L’un des intérêts, à court terme, de la diploïdie est que si une des copies du gène subit une mutation délétère récessive (on n’y peut rien, naturellement, si elle est dominante), l’organisme y survit. C’est en particulier important quand de nombreux cycles cellulaires sont nécessaires avant l’âge de reproduction. Avez-vous remarqué que tous les organismes pluricellulaires macroscopiques sont diploïdes, bien qu’apparus indépendamment : les plantes, les « grands » champignons basidiomycètes1, les animaux, les algues brunes ou les grandes algues rouges. Le masquage d’une mutation qui interviendrait avant l’âge de reproduction l’exige ! Mais cela a une conséquence : chaque organisme peut porter une ou plusieurs de ces mutation(s), masquée(s) mais bien présente(s)…
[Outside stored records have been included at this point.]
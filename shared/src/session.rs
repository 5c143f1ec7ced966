use std::cell::RefCell;
use std::rc::{Rc, Weak};
use tracing::debug;
use crate::api::PollApi;
use crate::controller::{Phase, SelectionChange, SyncConfig, SyncController, SyncState};
use crate::error::Result;
use crate::models::PollId;
use crate::scheduler::Scheduler;
use crate::submitter;
use crate::vote_guard::KeyValueStore;

/// Drives a [`SyncController`] with real timers and network calls.
///
/// Cloning is cheap and shares the session. Timers and in-flight requests
/// only hold weak references, so dropping every clone stops polling.
pub struct SyncSession<A, S: Scheduler, K> {
    inner: Rc<Inner<A, S, K>>,
}

impl<A, S: Scheduler, K> Clone for SyncSession<A, S, K> {
    fn clone(&self) -> Self {
        Self { inner: self.inner.clone() }
    }
}

struct Inner<A, S: Scheduler, K> {
    api: Rc<A>,
    scheduler: S,
    controller: RefCell<SyncController<K>>,
    directory_timer: RefCell<Option<S::Handle>>,
    detail_timer: RefCell<Option<S::Handle>>,
    published: RefCell<Option<SyncState>>,
    on_change: Box<dyn Fn(&SyncState)>,
}

impl<A, S, K> SyncSession<A, S, K>
where
    A: PollApi + 'static,
    S: Scheduler + 'static,
    K: KeyValueStore + 'static,
{
    pub fn new(
        api: A,
        scheduler: S,
        store: K,
        config: SyncConfig,
        on_change: impl Fn(&SyncState) + 'static,
    ) -> Self {
        Self {
            inner: Rc::new(Inner {
                api: Rc::new(api),
                scheduler,
                controller: RefCell::new(SyncController::new(store, config)),
                directory_timer: RefCell::new(None),
                detail_timer: RefCell::new(None),
                published: RefCell::new(None),
                on_change: Box::new(on_change),
            }),
        }
    }

    /// Starts the directory loop and fetches once right away.
    pub fn start(&self) {
        let every = self.inner.controller.borrow().config().directory_interval;
        let weak = Rc::downgrade(&self.inner);
        let handle = self.inner.scheduler.schedule(every, Box::new(move || {
            if let Some(inner) = weak.upgrade() {
                Inner::directory_tick(&inner);
            }
        }));
        *self.inner.directory_timer.borrow_mut() = Some(handle);
        Inner::directory_tick(&self.inner);
    }

    pub fn select(&self, poll_id: PollId) {
        let changed = self.inner.controller.borrow_mut().select(poll_id);
        if changed {
            Inner::restart_detail(&self.inner);
            self.inner.publish();
        }
    }

    /// Casts the local user's vote on the selected poll.
    ///
    /// Local rejections return without touching the network.
    pub async fn vote(&self, option: usize) -> Result<()> {
        let ticket = self.inner.controller.borrow_mut().begin_vote(option);
        self.inner.publish();
        let ticket = ticket?;

        let api = self.inner.api.clone();
        let result = submitter::submit(api.as_ref(), ticket.poll_id, ticket.option).await;

        let outcome = self.inner.controller.borrow_mut().apply_vote(ticket, result);
        self.inner.publish();
        outcome
    }

    pub fn state(&self) -> SyncState {
        self.inner.controller.borrow().state().clone()
    }

    pub fn phase(&self) -> Phase {
        self.inner.controller.borrow().phase()
    }

    pub fn teardown(&self) {
        self.inner.controller.borrow_mut().teardown();
        self.inner.directory_timer.borrow_mut().take();
        self.inner.detail_timer.borrow_mut().take();
        debug!("sync session torn down");
    }
}

impl<A, S, K> Inner<A, S, K>
where
    A: PollApi + 'static,
    S: Scheduler + 'static,
    K: KeyValueStore + 'static,
{
    fn directory_tick(inner: &Rc<Self>) {
        let Some(ticket) = inner.controller.borrow_mut().begin_directory_fetch() else {
            return;
        };
        let api = inner.api.clone();
        let weak = Rc::downgrade(inner);
        inner.scheduler.spawn(Box::pin(async move {
            let result = api.list_polls().await;
            let Some(inner) = weak.upgrade() else { return };
            let change = inner.controller.borrow_mut().apply_directory(ticket, result);
            match change {
                SelectionChange::Selected(_) => Inner::restart_detail(&inner),
                SelectionChange::Cleared => {
                    inner.detail_timer.borrow_mut().take();
                }
                SelectionChange::Unchanged => {}
            }
            inner.publish();
        }));
    }

    fn detail_tick(inner: &Rc<Self>) {
        let Some(ticket) = inner.controller.borrow_mut().begin_detail_fetch() else {
            return;
        };
        let api = inner.api.clone();
        let weak = Rc::downgrade(inner);
        inner.scheduler.spawn(Box::pin(async move {
            let result = api.get_poll(ticket.target).await;
            let Some(inner) = weak.upgrade() else { return };
            inner.controller.borrow_mut().apply_detail(ticket, result);
            inner.publish();
        }));
    }

    /// Replaces the detail timer (dropping the old one cancels it) and
    /// fetches the newly selected poll right away.
    fn restart_detail(inner: &Rc<Self>) {
        let every = inner.controller.borrow().config().detail_interval;
        let weak: Weak<Self> = Rc::downgrade(inner);
        let handle = inner.scheduler.schedule(every, Box::new(move || {
            if let Some(inner) = weak.upgrade() {
                Inner::detail_tick(&inner);
            }
        }));
        *inner.detail_timer.borrow_mut() = Some(handle);
        Inner::detail_tick(inner);
    }

    fn publish(&self) {
        let snapshot = {
            let controller = self.controller.borrow();
            if controller.is_closed() {
                return;
            }
            controller.state().clone()
        };
        let mut published = self.published.borrow_mut();
        if published.as_ref() == Some(&snapshot) {
            return;
        }
        *published = Some(snapshot.clone());
        drop(published);
        (self.on_change)(&snapshot);
    }
}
Vous et moi portons de telles bombes à retardement : chacun d’entre nous possède en effet, à l’état hétérozygote, entre 3 et 5 mutations délétères mais récessives ! Toutefois, les locus affectés ne sont pas identiques d’un individu à l’autre, et quand les descendants héritent d’un gène affecté par une telle mutation d’un de leurs parents, l’autre parent leur apporte le plus souvent une copie fonctionnelle du gène. Sauf… si les parents sont très proches (de la même famille – on parle alors de consanguinité -, voire identiques dans le cas des espèces hermaphrodites qui s’autofécondent), auquel cas les deux parents peuvent être porteurs de la même mutation. Alors, leurs descendants ont un risque élevé de recevoir deux copies du gène affectées par la même mutation, et donc peuvent développer une maladie. Dans l’évolution, des mécanismes empêchant la consanguinité, voire l’autofécondation (nous y reviendrons), ont été sélectionnés.Dans l’espèce humaine, l’évitement de consanguinité est plutôt culturel. Toutefois, les exceptions sociales réalisées par certaines familles illustrent le risque qu’encourent les descendants, comme le montre le catalogue des maladies accumulées dans la dynastie des Habsbourg, sur un millénaire. Leur généalogie est très fiable, et les mariages entre apparentés étaient, comme dans de nombreuses castes dominantes de par le monde, tolérés pour des raisons d’alliances ou de regroupements territoriaux. On connaît la fameuse « lippe »2 des Habsbourg, ce prognathisme3 doublé de fortes lèvres et d’une langue épaisse, d’autant plus marquée que les parents étaient proches génétiquement.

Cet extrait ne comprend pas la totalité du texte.